Fin 2016, l'américain CME Group et et la filiale du Trésor britannique Royal Mint annonçaient leur intention de créer une plateforme utilisant la technologie blockchain et via laquelle les acteurs pourraient s'échanger de l'or. Une première dans le monde qui avait de quoi laisser sceptique. Comment un actif tangible, dont la valeur intrinsèque est censée reposer sur les stocks physiques existants, peut-elle s'échanger virtuellement ? "Pour construire une blockchain dans laquelle s'échange un tel actif, il faut avoir une parfaite connaissance du stock d'or disponible, avertit Nathalie Devillier. Sinon, on risque de voir se former une nouvelle bulle spéculative comme cela a pu être le cas avec le bitcoin." Pour éviter tout problème de ce type, les deux sociétés assurent que l'or physique est stocké sous forme de lingots dans un coffre de la Royal Mint. La chaîne de blocs, quant à elle, est là pour gérer la propriété de la marchandise. La plateforme RMG a été lancée en 2018.

Les actifs cotés

"Actuellement dans le secteur financier, très peu d'actifs peuvent déjà faire l'objet d'échange, d'achat ou de transfert via la blockchain, explique Sylvie Baijot, coordinatrice des initiatives blockchain au sein de BNP Paribas Asset Management. Il s'agit principalement des transferts cash ou des souscriptions et rachats de parts de fonds. Le recours à la blockchain reste encore très marginal, y compris sur ces actifs." Et demain, sera-t-il possible d'acheter et de vendre des actions directement via la blockchain ? En théorie, oui, et c'est même fortement probable. Aux Etats-Unis, les actifs digitaux rattachés à des entreprises virtuelles et baptisés "tokens" ont été reconnus comme des actions par la SEC l'an dernier. Ils entrent donc dans le champ du droit des marchés et l'on peut affirmer que des actions s'échangent d'ores et déjà via la blockchain. Et en Europe, un consortium a été créé en 2016 autour d'Euronext, afin de trouver un moyen de simplifier les opérations post-marché sur les titres des PME grâce à la blockchain. L'objectif : réduire le délai des opérations – deux jours actuellement – et ainsi inciter les investisseurs à se tourner vers ces actifs financiers. Plusieurs acteurs font déjà partie du projet et la mise en place effective est attendue autour de 2020.

"En théorie, tous les actifs peuvent s'échanger via la blockchain, aussi bien les actions que les obligations, en passant par les parts de fonds, etc."

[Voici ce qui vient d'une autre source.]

//! Plain-text group listing.
//!
//! ```text
//! Duplicate files with hash 2d711642b726b04401627ca9fbac32f5c8530fb1903cc4db02258717921a4881:
//!     /data/a.txt
//!     /data/b.txt
//! ```

use std::io::{self, Write};

use crate::duplicates::{Duplicates, GroupKey};

/// Text formatter over a finished result.
#[derive(Debug)]
pub struct TextOutput<'a> {
    duplicates: &'a Duplicates,
}

impl<'a> TextOutput<'a> {
    /// Wrap a result for printing.
    #[must_use]
    pub fn new(duplicates: &'a Duplicates) -> Self {
        Self { duplicates }
    }

    /// Write every group, sorted by key.
    ///
    /// # Errors
    ///
    /// Returns any error from the writer.
    pub fn write_to<W: Write>(&self, writer: &mut W) -> io::Result<()> {
        for (key, files) in self.duplicates.sorted() {
            match key {
                GroupKey::Digest(ref digest) => {
                    writeln!(writer, "Duplicate files with hash {}:", digest)?;
                }
                GroupKey::Size(size) => {
                    writeln!(
                        writer,
                        "Files with size {} bytes ({}):",
                        size,
                        bytesize::ByteSize::b(size)
                    )?;
                }
            }
            for file in files {
                writeln!(writer, "    {}", file.display())?;
            }
        }
        writer.flush()
    }
}
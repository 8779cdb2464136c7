//! JSON output formatter for duplicate scan results.
//!
//! # Output Schema
//!
//! ```json
//! {
//!   "mode": "digest",
//!   "algorithm": "sha256",
//!   "groups": [
//!     { "key": "2d71...4881", "size": 1, "files": ["/data/a.txt", "/data/b.txt"] }
//!   ],
//!   "summary": {
//!     "total_files": 4,
//!     "duplicate_groups": 1,
//!     "skipped_files": ["/data/locked.bin: Permission denied"],
//!     "exit_code": 0
//!   }
//! }
//! ```
//!
//! In size mode `mode` is `"size"`, `algorithm` is `null` and every `key`
//! is the byte size.

use std::io::Write;

use serde::Serialize;

use crate::duplicates::{Duplicates, GroupKey, ScanSummary};
use crate::error::ExitCode;

/// A single group in JSON format.
#[derive(Debug, Clone, Serialize)]
pub struct JsonGroup {
    /// Digest string or byte size
    pub key: GroupKey,
    /// Size of each member in bytes, if known
    pub size: Option<u64>,
    /// Member paths in discovery order
    pub files: Vec<String>,
}

/// Summary statistics in JSON format.
#[derive(Debug, Clone, Serialize)]
pub struct JsonSummary {
    /// Roots that were walked
    pub roots: Vec<String>,
    /// Total number of regular files discovered
    pub total_files: usize,
    /// Total size of all discovered files in bytes
    pub total_size: u64,
    /// Files that shared a size with another file
    pub candidate_files: usize,
    /// Files whose content was hashed
    pub hashed_files: usize,
    /// Number of result groups
    pub duplicate_groups: usize,
    /// Files in groups, excluding one original per group
    pub duplicate_files: usize,
    /// Bytes held by the duplicate copies
    pub reclaimable_space: u64,
    /// Files skipped because they could not be read
    pub skipped_files: Vec<String>,
    /// Duration of the scan in milliseconds
    pub scan_duration_ms: u64,
    /// The exit code number
    pub exit_code: i32,
    /// The machine-readable exit code name (e.g., "FD000")
    pub exit_code_name: String,
}

impl JsonSummary {
    /// Create a JSON summary from a [`ScanSummary`] and an exit code.
    #[must_use]
    pub fn from_scan_summary(summary: &ScanSummary, exit_code: ExitCode) -> Self {
        Self {
            roots: summary
                .roots
                .iter()
                .map(|r| r.to_string_lossy().into_owned())
                .collect(),
            total_files: summary.total_files,
            total_size: summary.total_size,
            candidate_files: summary.candidate_files,
            hashed_files: summary.hashed_files,
            duplicate_groups: summary.duplicate_groups,
            duplicate_files: summary.duplicate_files,
            reclaimable_space: summary.reclaimable_space,
            skipped_files: summary.errors.iter().map(ToString::to_string).collect(),
            scan_duration_ms: summary.scan_duration.as_millis() as u64,
            exit_code: exit_code.as_i32(),
            exit_code_name: exit_code.code_prefix().to_string(),
        }
    }
}

/// Complete JSON output structure.
#[derive(Debug, Clone, Serialize)]
pub struct JsonOutput {
    /// `"size"` or `"digest"`
    pub mode: &'static str,
    /// Digest algorithm, absent in size mode
    pub algorithm: Option<&'static str>,
    /// Groups sorted by key
    pub groups: Vec<JsonGroup>,
    /// Scan summary statistics
    pub summary: JsonSummary,
}

impl JsonOutput {
    /// Build the document from a result, its summary and the exit code.
    ///
    /// ```
    /// use filedup::duplicates::{Duplicates, ScanSummary};
    /// use filedup::error::ExitCode;
    /// use filedup::output::JsonOutput;
    ///
    /// let output = JsonOutput::new(&Duplicates::default(), &ScanSummary::default(), ExitCode::Success);
    /// assert!(output.groups.is_empty());
    /// assert_eq!(output.mode, "digest");
    /// ```
    #[must_use]
    pub fn new(duplicates: &Duplicates, summary: &ScanSummary, exit_code: ExitCode) -> Self {
        let groups = duplicates
            .sorted()
            .into_iter()
            .map(|(key, files)| JsonGroup {
                size: summary.group_size(&key),
                key,
                files: files
                    .iter()
                    .map(|f| f.to_string_lossy().into_owned())
                    .collect(),
            })
            .collect();

        Self {
            mode: if duplicates.is_by_size() { "size" } else { "digest" },
            algorithm: summary.hash_algorithm,
            groups,
            summary: JsonSummary::from_scan_summary(summary, exit_code),
        }
    }

    /// Serialize to compact JSON string.
    ///
    /// # Errors
    ///
    /// Returns an error if serialization fails.
    pub fn to_json(&self) -> Result<String, serde_json::Error> {
        serde_json::to_string(self)
    }

    /// Serialize to pretty-printed JSON string.
    ///
    /// # Errors
    ///
    /// Returns an error if serialization fails.
    pub fn to_json_pretty(&self) -> Result<String, serde_json::Error> {
        serde_json::to_string_pretty(self)
    }

    /// Write JSON followed by a newline.
    ///
    /// # Errors
    ///
    /// Returns an error if serialization or writing fails.
    pub fn write_to<W: Write>(&self, writer: &mut W, pretty: bool) -> Result<(), JsonOutputError> {
        if pretty {
            serde_json::to_writer_pretty(&mut *writer, self)?;
        } else {
            serde_json::to_writer(&mut *writer, self)?;
        }
        writer.write_all(b"\n")?;
        writer.flush()?;
        Ok(())
    }
}

/// Errors that can occur during JSON output.
#[derive(thiserror::Error, Debug)]
pub enum JsonOutputError {
    /// JSON serialization error
    #[error("JSON serialization error: {0}")]
    Serialization(#[from] serde_json::Error),

    /// I/O error during writing
    #[error("I/O error during JSON generation: {0}")]
    Io(#[from] std::io::Error),
}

"La blockchain pourrait aussi permettre de faciliter l'accès aux fonds d'investissement en réduisant les différentes couches d'intermédiaires entre la souscription initiale du client et la souscription réelle dans le fonds, explique la coordinatrice des initiatives blockchain au sein de BNP Paribas Asset Management. Cela aurait pour conséquence de diminuer le temps entre le passage de l'ordre de souscription et son exécution, de réduire les coûts d'exécution et donc d'avoir un impact sur la performance du fonds qui, in fine, bénéficierait aux épargnants. Les interfaces-utilisateurs seront sensiblement identiques à celles utilisées actuellement. Seuls les processus changeront."

Mais les institutions financières n'en sont pas encore là et étudient encore les différentes possibilités de la blockchain, "depuis la gestion du cash et des portefeuilles en passant par la relation avec leurs clients, les contrôles et leur organisation interne", rapporte Sylvie Baijot. En théorie, tous les actifs pourraient potentiellement s'échanger via la chaîne de blocs, aussi bien les actions que les obligations, les parts de fonds, la gestion des crédits, et autres. L'univers de la blockchain est en plein développement et est vecteur de promesses pour le client final en termes de simplification, de fluidité et de diminution de coûts.  Mais les usages possibles sont toujours en cours d'analyse et rien n'est arrêté à ce stade".